Synchronous sampling and phase matching
Adopting dual channel synchronous sampling technology to ensure that the time difference of voltage/current signals is less than 10ns, avoiding power calculation deviation caused by phase error. For example, the Chroma66202 series uses FPGA for real-time synchronous sampling, with a power factor measurement difference of less than 0.005.
Integrator stability
Select a high linearity integration chip (such as TIOPA827), combined with a low-noise operational amplifier circuit, to ensure that the energy accumulation difference within the integration period is less than 0.01%. For example, GWInstekGPT-9802 has an energy measurement repeatability of 0.005% within a 10ms integration time.
2、 Test environment control: interference suppression and temperature drift compensation
Electromagnetic interference shielding
Adopting a metal shielded chassis (such as aluminum alloy material), combined with a filtering circuit (such as LC low-pass filter), to suppress the ripple of the switching power supply (>50dB attenuation). For example, AmetekPXI-4130 can still maintain a measurement accuracy of 0.05% in a 100kHz noise environment.
Temperature compensation mechanism
Integrated PT100 temperature sensor, real-time monitoring of temperature rise of key components (such as sampling resistors), compensating for temperature drift (<0.1ppm/℃) through software algorithms (such as polynomial fitting). For example, Keithley2281S-60-3 has an accuracy fluctuation of<0.02% within the range of -10 ℃~50 ℃.
3、 Calibration Process Specification: Traceability and Cycle Management
Standard source tracing
Regularly use a national secondary standard source (such as Fluke5720A) for calibration to ensure that the voltage/current measurement values deviate less than 0.01% from the standard values. For example, Chauvin Arnoux CA6521 has an annual traceability and a calibration certificate valid for 12 months.
Dynamic load calibration
Using electronic loads (such as ITECHIT8511A) to simulate dynamic loads (such as 0-100% transients), verify the power integration response time (<100 μ s) and overshoot (<0.5%). For example, BKPrecision891 has an efficiency measurement difference of<0.03% at 50% load step.
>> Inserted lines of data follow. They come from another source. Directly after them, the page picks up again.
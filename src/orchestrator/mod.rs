pub mod app;
pub mod worksheet_processor;

pub use app::App;
pub use worksheet_processor::{
    process_worksheet, GenerationOutcome, GenerationReport, OUTPUT_FILE_NAME,
};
4、 Data Processing Algorithms: Error Correction and Statistical Optimization
Sliding average filtering
Perform a 10 point sliding average on the raw sampling data (such as 1MS/s) to suppress random noise (signal-to-noise ratio improvement>20dB). For example, RigolDP832A reduces ripple measurement error from 0.5% to 0.05% through this algorithm.
Monte Carlo simulation
Perform 1000 random perturbation simulations on key parameters such as sampling resistance value and ADC gain to determine the error distribution interval (e.g. 95% confidence interval<0.02%). For example, YokogawaWT310E reduced the uncertainty of efficiency testing from 0.1% to 0.03% through simulation optimization.
Application verification: actual test cases
In the efficiency test of photovoltaic inverters, after using the above method, a certain type of analyzer (such as Hioki3390) measured an efficiency of 98.7% under full load conditions, with a deviation of only 0.02% from the theoretical value and a repeatability (CV value) of<0.01%, meeting the requirements of IEC62446 standard.